Uncovering Secret Science
Guest column submitted by U.S. Senator Mike Crapo
Each year, federal agencies issue thousands of rules that increase costs and the amount of paperwork Americans must sift through to conduct business and meet federal requirements in a broad array of areas of our lives. It is reasonable to expect the data used to craft federal rules to be sound, transparent and reproducible.
Federal agencies issue rules spelling out specific requirements ranging from minor policy corrections and updates to rules that have large impacts on individuals, local governments and businesses across the nation. Due to the volume of rules getting out of hand, Congress has sought to put tighter controls on the issuance of rules. For example, Congress enacted laws requiring agencies to consider the paperwork burdens of the regulations being issued, explore flexibility options for rules expected to have significant impacts on small entities, and provide cost analyses when federal mandates may result in significant costs.
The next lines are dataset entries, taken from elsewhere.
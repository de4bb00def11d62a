//! Learning rate schedule over outer updates.
//!
//! One tick per update, taken at the start of the update before rollout:
//! the rate logged with an update is the rate its minibatches used. With the
//! linear schedule the last update of a run therefore trains at zero.

use std::f64::consts::PI;

use crate::{LrSchedulerType, TrainingConfig};

/// Warmup followed by a constant, linear or cosine decay toward `floor`.
#[derive(Debug, Clone)]
pub struct LearningRateScheduler {
    peak: f64,
    floor: f64,
    horizon: usize,
    warmup: usize,
    shape: LrSchedulerType,
    ticks: usize,
}

impl LearningRateScheduler {
    /// Schedule reaching `peak` after `warmup` ticks and decaying until `horizon`.
    pub fn new(peak: f64, horizon: usize, warmup: usize, shape: LrSchedulerType) -> Self {
        Self {
            peak,
            floor: 0.0,
            horizon,
            warmup,
            shape,
            ticks: 0,
        }
    }

    /// Schedule spanning `num_updates` updates.
    pub fn from_config(config: &TrainingConfig, num_updates: usize) -> Self {
        Self::new(
            config.learning_rate,
            num_updates,
            config.warmup_steps,
            config.lr_scheduler,
        )
    }

    /// Decay toward `floor` instead of zero.
    pub fn with_min_lr(self, floor: f64) -> Self {
        Self { floor, ..self }
    }

    /// Rate after `tick` ticks.
    #[must_use]
    pub fn get_lr(&self, tick: usize) -> f64 {
        self.floor + (self.peak - self.floor) * self.multiplier(tick)
    }

    /// Fraction of the span `peak - floor` in effect after `tick` ticks.
    fn multiplier(&self, tick: usize) -> f64 {
        if tick < self.warmup {
            return tick as f64 / self.warmup as f64;
        }
        let decay_len = self.horizon.saturating_sub(self.warmup);
        if decay_len == 0 {
            return 1.0;
        }
        let progress = ((tick - self.warmup) as f64 / decay_len as f64).min(1.0);
        match self.shape {
            LrSchedulerType::Constant => 1.0,
            LrSchedulerType::Linear => 1.0 - progress,
            LrSchedulerType::Cosine => 0.5 * (1.0 + (PI * progress).cos()),
        }
    }

    /// Rate at the current tick.
    #[must_use]
    pub fn current_lr(&self) -> f64 {
        self.get_lr(self.ticks)
    }

    /// Advance one update.
    pub fn step(&mut self) {
        self.ticks += 1;
    }

    /// Ticks taken so far.
    #[must_use]
    pub fn current_step(&self) -> usize {
        self.ticks
    }

    /// Number of updates the decay spans.
    #[must_use]
    pub fn total_steps(&self) -> usize {
        self.horizon
    }
}

#[cfg(test)]
mod tests {
    use super::*;

    fn close(a: f64, b: f64) -> bool {
        (a - b).abs() < 1e-12
    }

    #[test]
    fn test_constant_ignores_progress() {
        let schedule = LearningRateScheduler::new(2e-4, 50, 0, LrSchedulerType::Constant);
        assert!(close(schedule.get_lr(0), 2e-4));
        assert!(close(schedule.get_lr(49), 2e-4));
        assert!(close(schedule.get_lr(500), 2e-4));
    }

    #[test]
    fn test_linear_hits_zero_at_horizon() {
        let schedule = LearningRateScheduler::new(1.0, 10, 0, LrSchedulerType::Linear);
        assert!(close(schedule.get_lr(0), 1.0));
        assert!(close(schedule.get_lr(5), 0.5));
        assert!(close(schedule.get_lr(10), 0.0));
        assert!(close(schedule.get_lr(12), 0.0));
    }

    #[test]
    fn test_tick_precedes_first_use() {
        let mut schedule = LearningRateScheduler::new(1.0, 4, 0, LrSchedulerType::Linear);
        let seen: Vec<f64> = (0..4)
            .map(|_| {
                schedule.step();
                schedule.current_lr()
            })
            .collect();
        assert_eq!(schedule.current_step(), 4);
        assert_eq!(seen, vec![0.75, 0.5, 0.25, 0.0]);
    }

    #[test]
    fn test_cosine_with_warmup_and_floor() {
        let schedule =
            LearningRateScheduler::new(1.0, 12, 4, LrSchedulerType::Cosine).with_min_lr(0.2);
        assert!(close(schedule.get_lr(0), 0.2));
        assert!(close(schedule.get_lr(2), 0.6));
        assert!(close(schedule.get_lr(4), 1.0));
        assert!(close(schedule.get_lr(8), 0.6));
        assert!(close(schedule.get_lr(12), 0.2));
    }

    #[test]
    fn test_from_config() {
        let config = TrainingConfig {
            learning_rate: 3e-6,
            ..Default::default()
        };
        let schedule = LearningRateScheduler::from_config(&config, 20);
        assert_eq!(schedule.total_steps(), 20);
        assert!((schedule.get_lr(0) - 3e-6).abs() < 1e-15);
    }
}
Despite these measures, the pile of federal regulations continues to grow. The non-partisan Congressional Research Service reports that the number of final rules published each year is generally in the range of 2,500-4,500. According to data from the U.S. Government Accountability Office, in the four-year period from 2009 through 2012, more than 13,000 federal rules were issued. Of these rules, 330 were considered "major" rules. This means that these regulations are expected to have a $100 million or more effect on the economy; cause an increase in costs for consumers, individual industries or governments; or have significant adverse effects on competition, employment, investment, productivity or innovation.
These rules result in enormous costs and thousands of pages of far-reaching regulation. The U.S. Small Business Administration Office of Advocacy reportedthat the annual cost of federal regulations was estimated to have increased to more than $1.75 trillion in 2008.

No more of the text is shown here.